Daniel Barr, chief analyst at AP7, comments that the fund is operating a “selective” process, whereby investment management firms are being asked to send in expressions of interest from which the fund will subsequently send out a detailed RFP questionnaire.
“What we are asking for is expressed in quite general terms. We are looking for a hedge fund of funds with a balanced multi-strategy approach. For private equity we only stipulate that it should be global and include both venture and buy-out.”
Barr adds that the alternatives strategy is very much a core investment approach and says AP7 is not looking for undue risk from the exposure.
“The board has decided to make a preliminary change in the asset allocation giving four percent in hedge funds and four per cent in private equity.

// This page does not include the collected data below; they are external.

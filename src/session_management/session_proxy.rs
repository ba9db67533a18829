//! The session relay.
//!
//! ```text
//!            Flow A: target -> recording wrapper -> client
//!   client  <=============================================>  target
//!            Flow B: client -> target
//!
//!   client requests --\                      /--> forwarded to target
//!   target requests ---+--> event queue --> control loop
//!   flow A/B ended  --/                      \--> forwarded to client
//! ```
//!
//! The copy flows and the request pumps run as spawned tasks feeding one
//! event queue. The control loop runs on the caller's task and stops at the
//! first hangup, flow end or forward failure, after which both channels are
//! closed exactly once. Closing the channels is what unblocks the flows
//! still running.

use std::fmt;
use std::path::PathBuf;
use std::sync::Arc;

use log::{debug, error, info, trace};
use tokio::sync::mpsc;
use tokio::task::JoinSet;
use uuid::Uuid;

use super::shutdown::{ShutdownCoordinator, ShutdownGuard};
use crate::configuration::config::Config;
use crate::configuration::types::{
    DEFAULT_CAPTURE_MODE, DEFAULT_COPY_BUFFER_SIZE, DEFAULT_EVENT_QUEUE_DEPTH,
};
use crate::data_capture::recording_channel::{open_capture, RecordingChannel};
use crate::endpoint::channel::{copy_channel, SessionChannel};
use crate::endpoint::types::{ControlRequest, Direction, Endpoint, Side};
use crate::error_handling::types::{ChannelError, SessionError};

#[derive(Debug, Clone, PartialEq)]
pub struct ProxyOptions {
    pub capture_path: PathBuf,
    pub capture_mode: u32,
    pub copy_buffer_size: usize,
    pub event_queue_depth: usize,
}

impl ProxyOptions {
    pub fn new<P: Into<PathBuf>>(capture_path: P) -> Self {
        Self {
            capture_path: capture_path.into(),
            capture_mode: DEFAULT_CAPTURE_MODE,
            copy_buffer_size: DEFAULT_COPY_BUFFER_SIZE,
            event_queue_depth: DEFAULT_EVENT_QUEUE_DEPTH,
        }
    }

    pub fn from_config(config: &Config, session_id: Uuid) -> Self {
        Self {
            capture_path: config.capture.path_for(session_id),
            capture_mode: config.capture.mode,
            copy_buffer_size: config.relay.copy_buffer_size,
            event_queue_depth: config.relay.event_queue_depth,
        }
    }
}

/// Everything the control loop waits on.
#[derive(Debug)]
enum ProxyEvent {
    Request(Side, ControlRequest),
    /// A side's request stream ended: the remote hung up.
    RequestsClosed(Side),
    FlowEnded(Direction),
}

#[derive(Debug)]
enum LoopExit {
    RequestsClosed(Side),
    FlowEnded(Direction),
    ForwardFailed(Side, ChannelError),
    /// Every event source is gone.
    Drained,
}

impl fmt::Display for LoopExit {
    fn fmt(&self, f: &mut fmt::Formatter<'_>) -> fmt::Result {
        match self {
            LoopExit::RequestsClosed(side) => write!(f, "{} hung up", side),
            LoopExit::FlowEnded(direction) => write!(f, "{} flow ended", direction),
            LoopExit::ForwardFailed(origin, e) => {
                write!(f, "forwarding {} request to {} failed: {}", origin, origin.opposite(), e)
            }
            LoopExit::Drained => write!(f, "all event sources closed"),
        }
    }
}

/// Relays one established session between `client` and `target`, recording
/// the target -> client stream.
pub struct SessionProxy<C, T> {
    session_id: Uuid,
    client: Endpoint<C>,
    target: Endpoint<T>,
    options: ProxyOptions,
}

impl<C: SessionChannel, T: SessionChannel> SessionProxy<C, T> {
    pub fn new(
        session_id: Uuid,
        client: Endpoint<C>,
        target: Endpoint<T>,
        options: ProxyOptions,
    ) -> Self {
        Self {
            session_id,
            client,
            target,
            options,
        }
    }

    /// Runs the relay to completion. Both channels are closed when this
    /// returns, whatever ended the session.
    pub async fn run(self) {
        let session_id = self.session_id;
        match self.setup().await {
            Ok(relay) => relay.run().await,
            Err(e) => error!("[{}] Session setup failed: {}", session_id, e),
        }
    }

    /// Opens the capture and wraps the client channel. On failure both
    /// channels are closed before the error is returned.
    pub async fn setup(self) -> Result<SessionRelay<C, T>, SessionError> {
        let Self {
            session_id,
            client,
            target,
            options,
        } = self;

        let capture = match open_capture(&options.capture_path, options.capture_mode).await {
            Ok(file) => file,
            Err(e) => {
                if let Err(e) = client.channel.close().await {
                    debug!("[{}] client channel close: {}", session_id, e);
                }
                if let Err(e) = target.channel.close().await {
                    debug!("[{}] target channel close: {}", session_id, e);
                }
                return Err(SessionError::CaptureError(e));
            }
        };

        let client_channel = RecordingChannel::new(
            client.channel,
            capture,
            options.capture_path.clone(),
        );
        Ok(SessionRelay {
            session_id,
            client: Arc::new(client_channel),
            client_requests: client.requests,
            target: Arc::new(target.channel),
            target_requests: target.requests,
            options,
        })
    }
}

/// A session whose capture is open, ready to relay.
pub struct SessionRelay<C, T> {
    session_id: Uuid,
    client: Arc<RecordingChannel<C>>,
    client_requests: mpsc::Receiver<ControlRequest>,
    target: Arc<T>,
    target_requests: mpsc::Receiver<ControlRequest>,
    options: ProxyOptions,
}

impl<C: SessionChannel, T: SessionChannel> SessionRelay<C, T> {
    /// Relays until the first hangup, flow end or forward failure, then
    /// closes both channels.
    pub async fn run(self) {
        let Self {
            session_id,
            client,
            client_requests,
            target,
            target_requests,
            options,
        } = self;

        let coordinator = Arc::new(ShutdownCoordinator::new(
            session_id,
            client.clone(),
            target.clone(),
        ));
        let guard = ShutdownGuard::new(coordinator.clone());

        let (events_tx, mut events_rx) = mpsc::channel(options.event_queue_depth.max(1));
        let mut tasks = JoinSet::new();
        tasks.spawn(relay_flow(
            session_id,
            Direction::TargetToClient,
            target.clone(),
            client.clone(),
            options.copy_buffer_size,
            coordinator.clone(),
            events_tx.clone(),
        ));
        tasks.spawn(relay_flow(
            session_id,
            Direction::ClientToTarget,
            client.clone(),
            target.clone(),
            options.copy_buffer_size,
            coordinator.clone(),
            events_tx.clone(),
        ));
        tasks.spawn(pump_requests(Side::Client, client_requests, events_tx.clone()));
        tasks.spawn(pump_requests(Side::Target, target_requests, events_tx));

        info!("[{}] Relaying session", session_id);
        let exit = control_loop(session_id, &mut events_rx, &*client, &*target).await;
        info!("[{}] Relay stopping: {}", session_id, exit);

        guard.finish().await;
        drop(events_rx);
        tasks.shutdown().await;
        info!(
            "[{}] Session torn down, {} bytes recorded to {}",
            session_id,
            client.bytes_recorded(),
            client.path().display()
        );
    }
}

async fn relay_flow<S, D, A, B>(
    session_id: Uuid,
    direction: Direction,
    src: Arc<S>,
    dst: Arc<D>,
    buffer_size: usize,
    coordinator: Arc<ShutdownCoordinator<A, B>>,
    events: mpsc::Sender<ProxyEvent>,
) where
    S: SessionChannel,
    D: SessionChannel,
    A: SessionChannel,
    B: SessionChannel,
{
    match copy_channel(&*src, &*dst, buffer_size).await {
        Ok(total) => debug!("[{}] {} reached EOF after {} bytes", session_id, direction, total),
        Err(e) => debug!("[{}] {} stopped: {}", session_id, direction, e),
    }
    coordinator.request_shutdown().await;
    let _ = events.send(ProxyEvent::FlowEnded(direction)).await;
}

async fn pump_requests(
    side: Side,
    mut requests: mpsc::Receiver<ControlRequest>,
    events: mpsc::Sender<ProxyEvent>,
) {
    while let Some(request) = requests.recv().await {
        if events.send(ProxyEvent::Request(side, request)).await.is_err() {
            return;
        }
    }
    let _ = events.send(ProxyEvent::RequestsClosed(side)).await;
}

async fn control_loop<A, B>(
    session_id: Uuid,
    events: &mut mpsc::Receiver<ProxyEvent>,
    client: &A,
    target: &B,
) -> LoopExit
where
    A: SessionChannel,
    B: SessionChannel,
{
    while let Some(event) = events.recv().await {
        match event {
            ProxyEvent::Request(origin, request) => {
                debug!(
                    "[{}] {} request '{}' want_reply={} ({} bytes)",
                    session_id,
                    origin,
                    request.req_type,
                    request.want_reply,
                    request.payload.len()
                );
                let forwarded = match origin.opposite() {
                    Side::Target => forward_request(request, target).await,
                    Side::Client => forward_request(request, client).await,
                };
                if let Err(e) = forwarded {
                    return LoopExit::ForwardFailed(origin, e);
                }
            }
            ProxyEvent::RequestsClosed(side) => return LoopExit::RequestsClosed(side),
            ProxyEvent::FlowEnded(direction) => return LoopExit::FlowEnded(direction),
        }
    }
    LoopExit::Drained
}

/// Sends `request` on `to` and answers it on its origin with the result.
async fn forward_request<D: SessionChannel>(
    request: ControlRequest,
    to: &D,
) -> Result<(), ChannelError> {
    let accepted = to
        .send_request(&request.req_type, request.want_reply, &request.payload)
        .await?;
    if let Err(e) = request.reply(accepted) {
        trace!("reply not delivered: {}", e);
    }
    Ok(())
}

“There are however some legal implementation issues that need to be solved so this is not a final decision made by the board, but we think that we are able to solve those problems.”
AP7 runs two funds, one for default choices in the PPM and another for those that select AP7 as their investment choice.
The former, Barr says, will get a four per cent allocation to each new asset class, while 8% in the selectors fund will be invested solely in private equity.
Barr points out that one of the issues to be discussed with the newly appointed consultant will be the number of private equity managers that the fund may take on: “In the private equity sector you will probably be committing money every year so that will mean more funds under way, but it is something we have to look at.”
Deadline for manager expressions of interest is November 26.